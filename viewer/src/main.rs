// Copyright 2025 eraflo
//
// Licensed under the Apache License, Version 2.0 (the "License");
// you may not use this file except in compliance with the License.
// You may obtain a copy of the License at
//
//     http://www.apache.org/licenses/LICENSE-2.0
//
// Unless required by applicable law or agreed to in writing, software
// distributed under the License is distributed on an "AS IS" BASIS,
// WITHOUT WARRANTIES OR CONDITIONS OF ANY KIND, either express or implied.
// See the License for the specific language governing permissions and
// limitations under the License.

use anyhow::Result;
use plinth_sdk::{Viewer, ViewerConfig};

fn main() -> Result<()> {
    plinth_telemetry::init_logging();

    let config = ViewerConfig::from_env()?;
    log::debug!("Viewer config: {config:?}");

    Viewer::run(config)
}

____

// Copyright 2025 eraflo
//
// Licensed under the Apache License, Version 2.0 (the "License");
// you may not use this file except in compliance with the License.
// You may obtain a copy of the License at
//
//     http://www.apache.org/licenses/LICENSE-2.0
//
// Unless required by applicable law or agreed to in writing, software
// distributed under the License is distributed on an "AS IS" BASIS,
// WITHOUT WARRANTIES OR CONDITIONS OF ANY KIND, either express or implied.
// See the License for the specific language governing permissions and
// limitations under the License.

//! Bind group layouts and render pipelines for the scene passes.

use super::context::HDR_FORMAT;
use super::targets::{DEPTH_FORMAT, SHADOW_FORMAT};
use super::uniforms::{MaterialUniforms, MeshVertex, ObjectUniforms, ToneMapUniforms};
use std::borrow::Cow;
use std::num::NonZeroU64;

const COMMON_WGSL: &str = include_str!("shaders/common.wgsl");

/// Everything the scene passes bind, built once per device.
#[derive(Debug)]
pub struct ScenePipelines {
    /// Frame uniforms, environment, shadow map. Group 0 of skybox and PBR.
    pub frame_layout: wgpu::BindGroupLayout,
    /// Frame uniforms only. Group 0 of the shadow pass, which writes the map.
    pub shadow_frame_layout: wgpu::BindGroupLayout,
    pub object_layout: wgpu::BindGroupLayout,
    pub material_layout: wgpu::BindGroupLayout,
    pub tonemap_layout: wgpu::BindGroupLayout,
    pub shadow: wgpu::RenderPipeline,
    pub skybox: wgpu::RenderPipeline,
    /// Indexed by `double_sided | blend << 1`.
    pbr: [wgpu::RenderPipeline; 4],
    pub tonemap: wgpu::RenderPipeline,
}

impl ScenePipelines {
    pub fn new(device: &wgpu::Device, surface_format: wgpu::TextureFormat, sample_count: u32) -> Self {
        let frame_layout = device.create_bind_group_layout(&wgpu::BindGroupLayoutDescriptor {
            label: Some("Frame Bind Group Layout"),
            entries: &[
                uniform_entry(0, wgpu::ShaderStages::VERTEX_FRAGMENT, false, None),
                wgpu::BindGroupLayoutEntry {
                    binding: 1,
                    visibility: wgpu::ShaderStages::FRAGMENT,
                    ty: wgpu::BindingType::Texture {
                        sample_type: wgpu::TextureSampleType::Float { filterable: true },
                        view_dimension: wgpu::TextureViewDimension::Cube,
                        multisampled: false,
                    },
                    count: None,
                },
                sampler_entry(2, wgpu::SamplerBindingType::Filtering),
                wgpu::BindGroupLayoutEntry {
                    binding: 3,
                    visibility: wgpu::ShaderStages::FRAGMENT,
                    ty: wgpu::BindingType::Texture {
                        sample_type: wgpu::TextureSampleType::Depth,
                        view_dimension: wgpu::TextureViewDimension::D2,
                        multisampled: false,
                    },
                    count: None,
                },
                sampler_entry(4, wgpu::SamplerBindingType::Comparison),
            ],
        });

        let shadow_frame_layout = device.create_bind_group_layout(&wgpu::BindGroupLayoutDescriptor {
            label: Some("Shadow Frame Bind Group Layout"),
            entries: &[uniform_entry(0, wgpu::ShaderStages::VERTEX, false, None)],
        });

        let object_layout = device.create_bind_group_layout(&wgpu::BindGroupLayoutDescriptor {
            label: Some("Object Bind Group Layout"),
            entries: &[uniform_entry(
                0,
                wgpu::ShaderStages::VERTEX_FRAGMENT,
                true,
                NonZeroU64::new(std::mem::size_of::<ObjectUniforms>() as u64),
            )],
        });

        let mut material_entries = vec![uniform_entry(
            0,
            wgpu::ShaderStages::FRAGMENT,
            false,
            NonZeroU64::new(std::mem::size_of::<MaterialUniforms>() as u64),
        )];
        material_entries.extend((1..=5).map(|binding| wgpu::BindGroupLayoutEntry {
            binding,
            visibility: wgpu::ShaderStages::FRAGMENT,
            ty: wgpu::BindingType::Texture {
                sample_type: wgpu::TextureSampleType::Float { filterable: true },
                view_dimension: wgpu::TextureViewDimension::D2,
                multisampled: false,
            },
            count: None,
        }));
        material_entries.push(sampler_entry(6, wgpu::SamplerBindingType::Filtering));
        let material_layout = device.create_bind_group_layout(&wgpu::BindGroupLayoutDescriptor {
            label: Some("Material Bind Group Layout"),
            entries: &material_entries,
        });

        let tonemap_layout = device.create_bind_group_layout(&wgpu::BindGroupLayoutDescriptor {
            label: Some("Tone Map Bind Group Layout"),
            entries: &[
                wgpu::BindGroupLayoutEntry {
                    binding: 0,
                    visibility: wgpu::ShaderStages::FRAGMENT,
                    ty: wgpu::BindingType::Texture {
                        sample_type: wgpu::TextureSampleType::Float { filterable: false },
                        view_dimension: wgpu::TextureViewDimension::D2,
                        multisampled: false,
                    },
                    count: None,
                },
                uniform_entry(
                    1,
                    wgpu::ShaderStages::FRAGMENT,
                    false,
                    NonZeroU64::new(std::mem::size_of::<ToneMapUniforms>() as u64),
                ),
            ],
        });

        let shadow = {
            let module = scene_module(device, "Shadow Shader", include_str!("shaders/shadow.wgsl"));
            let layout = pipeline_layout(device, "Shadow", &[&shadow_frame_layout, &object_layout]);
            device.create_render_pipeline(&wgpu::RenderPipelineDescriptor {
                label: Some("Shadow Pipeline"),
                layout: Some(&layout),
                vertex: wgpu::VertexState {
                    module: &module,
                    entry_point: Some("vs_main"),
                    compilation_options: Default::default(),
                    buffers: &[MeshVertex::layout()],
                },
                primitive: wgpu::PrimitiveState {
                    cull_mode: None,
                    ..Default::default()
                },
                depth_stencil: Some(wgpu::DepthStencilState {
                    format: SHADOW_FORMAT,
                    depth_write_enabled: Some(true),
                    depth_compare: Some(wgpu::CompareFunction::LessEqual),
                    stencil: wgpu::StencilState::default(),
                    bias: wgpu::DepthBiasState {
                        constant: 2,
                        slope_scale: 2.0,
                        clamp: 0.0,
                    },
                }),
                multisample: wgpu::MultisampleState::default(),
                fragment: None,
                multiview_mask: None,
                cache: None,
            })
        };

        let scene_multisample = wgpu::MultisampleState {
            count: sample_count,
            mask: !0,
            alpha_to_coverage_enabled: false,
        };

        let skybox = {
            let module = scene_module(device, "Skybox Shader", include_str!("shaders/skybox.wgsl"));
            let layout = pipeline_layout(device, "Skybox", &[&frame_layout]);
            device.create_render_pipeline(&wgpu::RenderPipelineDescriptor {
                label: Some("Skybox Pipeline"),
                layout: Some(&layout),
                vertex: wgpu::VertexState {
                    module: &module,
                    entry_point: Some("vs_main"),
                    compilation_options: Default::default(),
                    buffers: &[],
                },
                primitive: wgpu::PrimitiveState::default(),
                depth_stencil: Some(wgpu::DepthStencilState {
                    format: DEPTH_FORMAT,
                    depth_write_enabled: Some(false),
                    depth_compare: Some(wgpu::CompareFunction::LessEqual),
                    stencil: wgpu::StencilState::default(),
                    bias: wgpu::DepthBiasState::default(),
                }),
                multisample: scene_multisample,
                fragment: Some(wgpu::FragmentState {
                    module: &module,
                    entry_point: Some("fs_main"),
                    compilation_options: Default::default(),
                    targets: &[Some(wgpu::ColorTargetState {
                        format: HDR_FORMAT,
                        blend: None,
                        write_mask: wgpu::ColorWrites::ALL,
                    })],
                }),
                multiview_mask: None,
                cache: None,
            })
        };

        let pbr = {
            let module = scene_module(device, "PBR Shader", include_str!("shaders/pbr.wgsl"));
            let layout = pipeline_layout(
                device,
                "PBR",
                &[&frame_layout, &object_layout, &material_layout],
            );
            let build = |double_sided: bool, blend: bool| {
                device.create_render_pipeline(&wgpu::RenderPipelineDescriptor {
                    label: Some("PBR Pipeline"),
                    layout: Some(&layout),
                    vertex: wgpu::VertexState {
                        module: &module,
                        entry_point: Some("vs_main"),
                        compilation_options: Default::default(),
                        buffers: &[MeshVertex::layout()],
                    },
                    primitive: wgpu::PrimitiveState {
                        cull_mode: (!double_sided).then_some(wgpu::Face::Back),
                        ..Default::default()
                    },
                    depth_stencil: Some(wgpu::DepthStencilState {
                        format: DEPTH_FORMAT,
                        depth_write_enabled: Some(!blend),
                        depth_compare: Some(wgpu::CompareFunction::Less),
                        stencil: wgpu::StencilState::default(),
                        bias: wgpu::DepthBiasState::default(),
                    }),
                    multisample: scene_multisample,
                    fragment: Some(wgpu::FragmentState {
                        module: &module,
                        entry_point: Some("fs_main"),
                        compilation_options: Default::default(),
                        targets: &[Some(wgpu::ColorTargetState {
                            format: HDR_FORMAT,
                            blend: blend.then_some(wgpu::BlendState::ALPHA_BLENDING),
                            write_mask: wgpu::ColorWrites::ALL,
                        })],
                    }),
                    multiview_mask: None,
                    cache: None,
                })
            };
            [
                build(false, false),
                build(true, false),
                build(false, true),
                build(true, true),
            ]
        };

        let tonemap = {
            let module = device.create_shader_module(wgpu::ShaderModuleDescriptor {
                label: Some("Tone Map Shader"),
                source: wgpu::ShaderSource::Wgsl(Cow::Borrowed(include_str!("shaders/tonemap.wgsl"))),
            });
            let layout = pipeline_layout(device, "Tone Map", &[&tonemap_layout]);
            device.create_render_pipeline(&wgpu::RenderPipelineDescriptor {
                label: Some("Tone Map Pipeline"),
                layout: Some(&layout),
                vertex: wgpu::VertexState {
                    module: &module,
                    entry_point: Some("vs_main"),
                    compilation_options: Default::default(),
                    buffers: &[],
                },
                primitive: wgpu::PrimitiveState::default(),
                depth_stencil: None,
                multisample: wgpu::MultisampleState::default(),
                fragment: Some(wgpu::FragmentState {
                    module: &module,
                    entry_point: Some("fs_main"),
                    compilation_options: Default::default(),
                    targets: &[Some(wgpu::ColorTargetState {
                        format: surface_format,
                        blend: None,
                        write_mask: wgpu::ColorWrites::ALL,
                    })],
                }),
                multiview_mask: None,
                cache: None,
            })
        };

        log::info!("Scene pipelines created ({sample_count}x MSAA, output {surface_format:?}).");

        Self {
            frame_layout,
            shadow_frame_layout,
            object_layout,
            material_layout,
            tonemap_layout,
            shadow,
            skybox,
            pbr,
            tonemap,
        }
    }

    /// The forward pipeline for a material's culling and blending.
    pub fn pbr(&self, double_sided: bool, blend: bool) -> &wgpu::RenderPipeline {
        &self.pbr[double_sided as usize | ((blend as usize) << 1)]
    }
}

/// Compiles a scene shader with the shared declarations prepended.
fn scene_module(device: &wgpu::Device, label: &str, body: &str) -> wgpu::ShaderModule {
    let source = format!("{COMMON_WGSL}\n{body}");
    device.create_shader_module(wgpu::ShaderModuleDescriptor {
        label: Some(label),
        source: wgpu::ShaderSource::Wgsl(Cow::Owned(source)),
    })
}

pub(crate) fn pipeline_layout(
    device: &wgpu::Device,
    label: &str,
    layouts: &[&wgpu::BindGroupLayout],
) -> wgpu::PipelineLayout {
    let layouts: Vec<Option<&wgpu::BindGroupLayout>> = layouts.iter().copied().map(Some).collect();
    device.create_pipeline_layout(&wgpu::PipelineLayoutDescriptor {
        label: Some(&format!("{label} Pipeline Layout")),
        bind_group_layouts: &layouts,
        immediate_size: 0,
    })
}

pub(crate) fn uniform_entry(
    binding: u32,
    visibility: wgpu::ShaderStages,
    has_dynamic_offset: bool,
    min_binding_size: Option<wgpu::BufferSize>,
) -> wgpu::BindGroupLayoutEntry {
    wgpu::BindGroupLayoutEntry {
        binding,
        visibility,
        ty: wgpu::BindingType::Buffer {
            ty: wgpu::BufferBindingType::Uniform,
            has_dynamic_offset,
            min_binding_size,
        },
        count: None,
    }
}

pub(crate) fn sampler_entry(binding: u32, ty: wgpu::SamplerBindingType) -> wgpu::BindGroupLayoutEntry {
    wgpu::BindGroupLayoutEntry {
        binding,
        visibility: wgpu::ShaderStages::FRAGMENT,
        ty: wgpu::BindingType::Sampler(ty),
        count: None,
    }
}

____

#### About this exercise:
Copy each line in the data that holds the word "crate".

#### Task output:
pub(crate) fn pipeline_layout(
pub(crate) fn uniform_entry(
pub(crate) fn sampler_entry(binding: u32, ty: wgpu::SamplerBindingType) -> wgpu::BindGroupLayoutEntry {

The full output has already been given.